Brief
Lines from the entries below that hold "Summary" form the answer; copy all of them.

[Data records]
****************
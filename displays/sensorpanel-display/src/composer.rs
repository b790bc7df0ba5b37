//! Screen composer
//!
//! One routine per screen. Each clears the backend (the incremental status
//! steps excepted), draws a title in the title font, then fills the data
//! lines. A line is a chain of fields (label, value, unit, ...) placed left
//! to right, every field starting one gap after the previous field ends.
//! Every routine finishes with exactly one flush.

use sensorpanel_core::config::LayoutConfig;
use sensorpanel_core::format::{format_float, format_int};
use sensorpanel_core::snapshot::{BusHealth, Health, NetworkSnapshot, SensorSnapshot};
use sensorpanel_core::state::StatusStep;
use sensorpanel_core::units::{celsius_to_fahrenheit, meters_to_feet};

use crate::backend::{DisplayBackend, DisplayError, FontSize, PixelValue};
use crate::logo::LOGO;
use crate::metrics::next_column_after;

/// Fractional digits shown for sensor readings
pub const VALUE_DIGITS: usize = 2;

const TITLE_NETWORK: &str = "  Network";
const TITLE_ACCELERATION: &str = "   Accel.";
const TITLE_ANGULAR_RATE: &str = "   Gyro.";
const TITLE_ENVIRONMENT: &str = "  Environ.";
const TITLE_OTHER: &str = "   Other";
const TITLE_STATUS: &str = "I2C Status";

const AXIS_LABELS: [&str; 3] = ["Axis X:", "Axis Y:", "Axis Z:"];
const GYRO_LABELS: [&str; 3] = ["GX:", "GY:", "GZ:"];
const SPARE_LABELS: [&str; 2] = ["TBD 1:", "TBD 2:"];

const LABEL_BUS: &str = "I2C Bus Status:";
const LABEL_ACCELEROMETER: &str = "Accelerometer:";
const LABEL_BAROMETER: &str = "Barometer:";
const LABEL_COPROCESSOR: &str = "Real Time Core:";

/// Lays out screens on a display backend
pub struct ScreenComposer<B> {
    backend: B,
    layout: LayoutConfig,
}

impl<B: DisplayBackend> ScreenComposer<B> {
    /// Create a composer with the default layout
    pub fn new(backend: B) -> Self {
        Self::with_layout(backend, LayoutConfig::default())
    }

    /// Create a composer with a custom layout
    pub fn with_layout(backend: B, layout: LayoutConfig) -> Self {
        Self { backend, layout }
    }

    /// Get the backend
    pub fn backend(&self) -> &B {
        &self.backend
    }

    /// Get the backend mutably
    pub fn backend_mut(&mut self) -> &mut B {
        &mut self.backend
    }

    /// Release the backend
    pub fn into_backend(self) -> B {
        self.backend
    }

    /// Get the layout in use
    pub fn layout(&self) -> &LayoutConfig {
        &self.layout
    }

    /// Logo bitmap alone
    pub fn compose_logo(&mut self) -> Result<(), DisplayError> {
        self.backend.clear();
        self.backend.draw_bitmap(&LOGO);
        self.backend.flush()
    }

    /// SSID, frequency and channel, RSSI
    pub fn compose_network(&mut self, network: &NetworkSnapshot) -> Result<(), DisplayError> {
        self.begin(TITLE_NETWORK);

        self.draw_line(0, &["SSID:", network.ssid.as_str()]);

        let frequency = format_int(i32::from(network.frequency_mhz), 1);
        let channel = format_int(i32::from(network.channel()), 1);
        self.draw_line(1, &["Freq:", frequency.as_str(), "Chan:", channel.as_str()]);

        let rssi = format_int(i32::from(network.rssi_dbm), 1);
        self.draw_line(2, &["RSSI:", rssi.as_str(), "dBm"]);

        self.backend.flush()
    }

    /// Acceleration on three axes, in milli-g
    pub fn compose_acceleration(&mut self, acceleration_mg: [f32; 3]) -> Result<(), DisplayError> {
        self.begin(TITLE_ACCELERATION);
        self.draw_axes(&AXIS_LABELS, acceleration_mg, "mg");
        self.backend.flush()
    }

    /// Angular rate on three axes, in degrees per second
    pub fn compose_angular_rate(&mut self, angular_rate_dps: [f32; 3]) -> Result<(), DisplayError> {
        self.begin(TITLE_ANGULAR_RATE);
        self.draw_axes(&GYRO_LABELS, angular_rate_dps, "dps");
        self.backend.flush()
    }

    /// Temperatures in Fahrenheit, pressure, and altitude in feet
    pub fn compose_environment(&mut self, sensors: &SensorSnapshot) -> Result<(), DisplayError> {
        self.begin(TITLE_ENVIRONMENT);

        let temp1 = format_float(celsius_to_fahrenheit(sensors.accel_temperature_c), VALUE_DIGITS);
        self.draw_line(0, &["Temp1:", temp1.as_str(), "°F"]);

        let temp2 = format_float(celsius_to_fahrenheit(sensors.baro_temperature_c), VALUE_DIGITS);
        self.draw_line(1, &["Temp2:", temp2.as_str(), "°F"]);

        let pressure = format_float(sensors.pressure_hpa, VALUE_DIGITS);
        self.draw_line(2, &["Barom:", pressure.as_str(), "hPa"]);

        let altitude = format_float(meters_to_feet(sensors.altitude_m), VALUE_DIGITS);
        self.draw_line(3, &["Elev :", altitude.as_str(), "ft"]);

        self.backend.flush()
    }

    /// Light level plus two spare rows
    pub fn compose_other(&mut self, light_lux: f32, spare: [f32; 2]) -> Result<(), DisplayError> {
        self.begin(TITLE_OTHER);

        let light = format_float(light_lux, VALUE_DIGITS);
        self.draw_line(0, &["Light:", light.as_str(), "Lux"]);

        for (index, (label, value)) in SPARE_LABELS.iter().zip(spare).enumerate() {
            let text = format_float(value, VALUE_DIGITS);
            self.draw_line(index + 1, &[*label, text.as_str(), "Units"]);
        }

        self.backend.flush()
    }

    /// One step of the bus status screen
    ///
    /// `Bus` and `Summary` start from a cleared canvas. `Accelerometer` and
    /// `Barometer` add their line to whatever the previous step left. The
    /// bus line always reads OK: a faulted bus never reaches this screen.
    pub fn compose_status(&mut self, step: StatusStep, health: &BusHealth) -> Result<(), DisplayError> {
        if step.clears() {
            self.begin(TITLE_STATUS);
        }

        match step {
            StatusStep::Bus => {
                self.draw_line(0, &[LABEL_BUS, Health::Ok.label()]);
            }
            StatusStep::Accelerometer => {
                self.draw_line(1, &[LABEL_ACCELEROMETER, health.accelerometer.label()]);
            }
            StatusStep::Barometer => {
                self.draw_line(2, &[LABEL_BAROMETER, health.barometer.label()]);
            }
            StatusStep::Summary => {
                self.draw_line(0, &[LABEL_BUS, Health::Ok.label()]);
                self.draw_line(1, &[LABEL_ACCELEROMETER, health.accelerometer.label()]);
                self.draw_line(2, &[LABEL_BAROMETER, health.barometer.label()]);
                self.draw_line(3, &[LABEL_COPROCESSOR, health.coprocessor.label()]);
            }
        }

        self.backend.flush()
    }

    fn begin(&mut self, title: &str) {
        self.backend.clear();
        let anchor = self.layout.title;
        self.backend
            .draw_string(anchor.x, anchor.y, title, FontSize::Title, PixelValue::On);
    }

    fn draw_axes(&mut self, labels: &[&str; 3], values: [f32; 3], unit: &str) {
        for (index, (label, value)) in labels.iter().zip(values).enumerate() {
            let text = format_float(value, VALUE_DIGITS);
            self.draw_line(index, &[*label, text.as_str(), unit]);
        }
    }

    fn draw_line(&mut self, line: usize, fields: &[&str]) {
        let anchor = self.layout.line(line);
        let mut x = anchor.x;

        for field in fields {
            self.backend
                .draw_string(x, anchor.y, field, FontSize::Line, PixelValue::On);
            x = next_column_after(x, field).saturating_add(self.layout.field_gap);
        }
    }
}
//! Board-agnostic core logic for the SensorPanel display
//!
//! This crate contains everything the display needs that does not depend on
//! a specific panel or bus:
//!
//! - Snapshot types for sensor, network and bus-health readings
//! - Fixed-capacity numeric-to-text conversion
//! - Unit conversions and Wi-Fi channel derivation
//! - Layout configuration (geometry, glyph metrics, anchors)
//! - The screen selector driven by the external scheduler

#![no_std]
#![deny(unsafe_code)]

pub mod config;
pub mod format;
pub mod snapshot;
pub mod state;
pub mod units;

// Re-export key types
pub use format::{float_to_text, int_to_text, FormatError, NumberText};
pub use snapshot::{BusHealth, DeviceSnapshot, Health, NetworkSnapshot, SensorSnapshot};
pub use state::{ScreenState, StatusStep};
#[cfg(test)]
mod tests {
    use super::*;
    use embedded_hal::i2c::{ErrorKind, ErrorType, Operation};
    use heapless::Vec;

    type Write = Vec<u8, { WIDTH + 1 }>;

    /// Mock I2C bus recording every write
    struct MockI2c {
        writes: Vec<(u8, Write), 96>,
        /// Fail every transfer once this many writes succeeded
        fail_after: Option<usize>,
    }

    impl MockI2c {
        fn new() -> Self {
            Self {
                writes: Vec::new(),
                fail_after: None,
            }
        }

        fn failing_after(count: usize) -> Self {
            Self {
                writes: Vec::new(),
                fail_after: Some(count),
            }
        }

        fn commands(&self) -> impl Iterator<Item = u8> + '_ {
            self.writes
                .iter()
                .filter(|(_, bytes)| bytes.first() == Some(&CONTROL_COMMAND))
                .flat_map(|(_, bytes)| bytes[1..].iter().copied())
        }

        fn data_writes(&self) -> impl Iterator<Item = &Write> + '_ {
            self.writes
                .iter()
                .map(|(_, bytes)| bytes)
                .filter(|bytes| bytes.first() == Some(&CONTROL_DATA))
        }
    }

    impl ErrorType for MockI2c {
        type Error = ErrorKind;
    }

    impl I2c for MockI2c {
        fn transaction(
            &mut self,
            address: u8,
            operations: &mut [Operation<'_>],
        ) -> Result<(), Self::Error> {
            for op in operations {
                match op {
                    Operation::Write(bytes) => {
                        if self.fail_after == Some(self.writes.len()) {
                            return Err(ErrorKind::Other);
                        }
                        let bytes = Vec::from_slice(bytes).map_err(|_| ErrorKind::Overrun)?;
                        self.writes
                            .push((address, bytes))
                            .map_err(|_| ErrorKind::Overrun)?;
                    }
                    Operation::Read(buffer) => buffer.fill(0),
                }
            }
            Ok(())
        }
    }

    /// Controller model tracking GDDRAM and its write pointer
    ///
    /// Page and column commands only move the pointer in page addressing
    /// mode. In horizontal mode data runs on into the next page.
    struct PanelRam {
        ram: [[u8; WIDTH]; 8],
        mode: u8,
        page: usize,
        column: usize,
        data_writes: usize,
        /// Data write that stops halfway and reports a bus error
        broken_write: Option<usize>,
    }

    impl PanelRam {
        fn new() -> Self {
            Self {
                ram: [[0; WIDTH]; 8],
                mode: PAGE_ADDRESSING,
                page: 0,
                column: 0,
                data_writes: 0,
                broken_write: None,
            }
        }

        fn breaking_data_write(index: usize) -> Self {
            Self {
                broken_write: Some(index),
                ..Self::new()
            }
        }

        fn command(&mut self, bytes: &[u8]) {
            let paging = |mode: u8| mode == PAGE_ADDRESSING;
            let mut bytes = bytes.iter().copied();
            while let Some(byte) = bytes.next() {
                match byte {
                    cmd::ADDRESSING_MODE => {
                        if let Some(mode) = bytes.next() {
                            self.mode = mode;
                        }
                    }
                    cmd::CONTRAST
                    | cmd::CLOCK_DIVIDE
                    | cmd::MULTIPLEX_RATIO
                    | cmd::DISPLAY_OFFSET
                    | cmd::CHARGE_PUMP
                    | cmd::COM_PINS
                    | cmd::PRECHARGE_PERIOD
                    | cmd::VCOMH_DESELECT => {
                        bytes.next();
                    }
                    0xB0..=0xB7 if paging(self.mode) => self.page = usize::from(byte & 0x07),
                    0x00..=0x0F if paging(self.mode) => {
                        self.column = (self.column & 0xF0) | usize::from(byte);
                    }
                    0x10..=0x17 if paging(self.mode) => {
                        self.column = (self.column & 0x0F) | (usize::from(byte & 0x07) << 4);
                    }
                    _ => {}
                }
            }
        }

        fn data(&mut self, bytes: &[u8]) {
            for &byte in bytes {
                self.ram[self.page][self.column] = byte;
                self.column += 1;
                if self.column == WIDTH {
                    self.column = 0;
                    if self.mode != PAGE_ADDRESSING {
                        self.page = (self.page + 1) % 8;
                    }
                }
            }
        }
    }

    impl ErrorType for PanelRam {
        type Error = ErrorKind;
    }

    impl I2c for PanelRam {
        fn transaction(
            &mut self,
            _address: u8,
            operations: &mut [Operation<'_>],
        ) -> Result<(), Self::Error> {
            for op in operations {
                match op {
                    Operation::Write(bytes) => match bytes.split_first() {
                        Some((&CONTROL_COMMAND, commands)) => self.command(commands),
                        Some((&CONTROL_DATA, data)) => {
                            let index = self.data_writes;
                            self.data_writes += 1;
                            if self.broken_write == Some(index) {
                                self.data(&data[..data.len() / 2]);
                                return Err(ErrorKind::Other);
                            }
                            self.data(data);
                        }
                        _ => return Err(ErrorKind::Other),
                    },
                    Operation::Read(buffer) => buffer.fill(0),
                }
            }
            Ok(())
        }
    }

    #[test]
    fn test_init_sends_sequence() {
        let mut panel = Ssd1306::new(MockI2c::new());
        assert!(!panel.is_initialized());

        panel.init().unwrap();
        assert!(panel.is_initialized());

        let i2c = panel.release();
        assert_eq!(i2c.writes.len(), 1);
        assert_eq!(i2c.writes[0].0, 0x3C);
        assert!(i2c.commands().eq(INIT_SEQUENCE.iter().copied()));
    }

    #[test]
    fn test_init_selects_page_addressing() {
        let mut ram = PanelRam::new();
        ram.mode = 0x00;

        let mut panel = Ssd1306::new(ram);
        panel.init().unwrap();
        assert_eq!(panel.release().mode, PAGE_ADDRESSING);
    }

    #[test]
    fn test_flush_before_init() {
        let mut panel = Ssd1306::new(MockI2c::new());
        let buffer = PixelBuffer::new();

        assert_eq!(panel.flush(&buffer), Err(DisplayError::NotInitialized));
        assert!(panel.release().writes.is_empty());
    }

    #[test]
    fn test_flush_writes_every_page() {
        let mut panel = Ssd1306::new(MockI2c::new());
        panel.init().unwrap();

        let mut buffer = PixelBuffer::new();
        buffer.set_pixel(0, 0, true);
        buffer.set_pixel(127, 63, true);
        panel.flush(&buffer).unwrap();

        let i2c = panel.release();
        let pages: Vec<&Write, 8> = i2c.data_writes().collect();
        assert_eq!(pages.len(), 8);
        for page in pages.iter() {
            assert_eq!(page.len(), WIDTH + 1);
        }
        assert_eq!(pages[0][1], 0x01);
        assert_eq!(pages[7][WIDTH], 0x80);

        // Page address then column 0 before each data write
        let cursor: Vec<u8, 32> = i2c.commands().skip(INIT_SEQUENCE.len()).collect();
        assert_eq!(&cursor[..3], &[0xB0, 0x00, 0x10]);
        assert_eq!(&cursor[21..24], &[0xB7, 0x00, 0x10]);
    }

    #[test]
    fn test_flush_fills_panel_ram() {
        let mut panel = Ssd1306::new(PanelRam::new());
        panel.init().unwrap();

        let mut buffer = PixelBuffer::new();
        buffer.set_pixel(0, 0, true);
        buffer.set_pixel(64, 20, true);
        buffer.set_pixel(127, 63, true);
        panel.flush(&buffer).unwrap();

        let ram = panel.release();
        assert_eq!(&ram.ram, buffer.pages());
    }

    #[test]
    fn test_flush_after_interrupted_flush_starts_at_origin() {
        let mut panel = Ssd1306::new(PanelRam::breaking_data_write(2));
        panel.init().unwrap();

        let mut stale = PixelBuffer::new();
        for x in 0..128 {
            for y in 0..64 {
                stale.set_pixel(x, y, true);
            }
        }
        assert_eq!(panel.flush(&stale), Err(DisplayError::Communication));

        let mut frame = PixelBuffer::new();
        frame.set_pixel(0, 0, true);
        panel.flush(&frame).unwrap();

        let ram = panel.release();
        assert_eq!(ram.ram[0][0], 0x01);
        assert_eq!(ram.ram[2][0], 0x00);
        assert_eq!(&ram.ram, frame.pages());
    }

    #[test]
    fn test_sh1106_column_offset() {
        let mut panel = Ssd1306::with_config(MockI2c::new(), Ssd1306Config::SH1106);
        panel.init().unwrap();
        panel.flush(&PixelBuffer::new()).unwrap();

        let i2c = panel.release();
        let cursor: Vec<u8, 32> = i2c.commands().skip(INIT_SEQUENCE.len()).collect();
        assert_eq!(&cursor[..3], &[0xB0, 0x02, 0x10]);
    }

    #[test]
    fn test_bus_error_maps_to_communication() {
        let mut panel = Ssd1306::new(MockI2c::failing_after(0));
        assert_eq!(panel.init(), Err(DisplayError::Communication));
        assert!(!panel.is_initialized());
    }

    #[test]
    fn test_flush_bus_error() {
        // Init, then two transfers per page: fail on the third page's cursor
        let mut panel = Ssd1306::new(MockI2c::failing_after(1 + 4));
        panel.init().unwrap();
        assert_eq!(
            panel.flush(&PixelBuffer::new()),
            Err(DisplayError::Communication)
        );
        assert_eq!(panel.release().data_writes().count(), 2);
    }

    #[test]
    fn test_contrast_and_power() {
        let mut panel = Ssd1306::new(MockI2c::new());
        panel.set_contrast(0x7F).unwrap();
        panel.set_display_on(false).unwrap();
        panel.set_display_on(true).unwrap();
        panel.set_inverted(true).unwrap();
        panel.set_inverted(false).unwrap();

        let i2c = panel.release();
        assert_eq!(i2c.writes.len(), 5);
        let sent: Vec<u8, 8> = i2c.commands().collect();
        assert_eq!(sent.as_slice(), &[0x81, 0x7F, 0xAE, 0xAF, 0xA7, 0xA6]);
    }

    #[test]
    fn test_oversized_command_run() {
        let mut panel = Ssd1306::new(MockI2c::new());
        assert_eq!(
            panel.commands(&[cmd::DISPLAY_ON; MAX_COMMANDS + 1]),
            Err(DisplayError::BufferOverflow)
        );
        assert!(panel.release().writes.is_empty());
    }

    #[test]
    fn test_state_machine_through_panel() {
        use sensorpanel_core::snapshot::DeviceSnapshot;
        use sensorpanel_core::state::ScreenState;
        use sensorpanel_display::{Canvas, DisplayStateMachine, TickOutcome};

        let mut panel = Ssd1306::new(MockI2c::new());
        panel.init().unwrap();

        let mut machine = DisplayStateMachine::new(Canvas::new(panel));
        machine.select(ScreenState::Acceleration);
        let outcome = machine.tick(&DeviceSnapshot::default()).unwrap();
        assert_eq!(outcome, TickOutcome::Rendered(ScreenState::Acceleration));

        let canvas = machine.into_composer().into_backend();
        let lit = canvas.buffer().lit_pixels();
        assert!(lit > 0);

        let i2c = canvas.into_target().release();
        let sent: u32 = i2c
            .data_writes()
            .map(|page| page[1..].iter().map(|b| b.count_ones()).sum::<u32>())
            .sum();
        assert_eq!(sent, lit);
    }
}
****************
Written answer
    /// `Bus` and `Summary` start from a cleared canvas. `Accelerometer` and
            StatusStep::Summary => {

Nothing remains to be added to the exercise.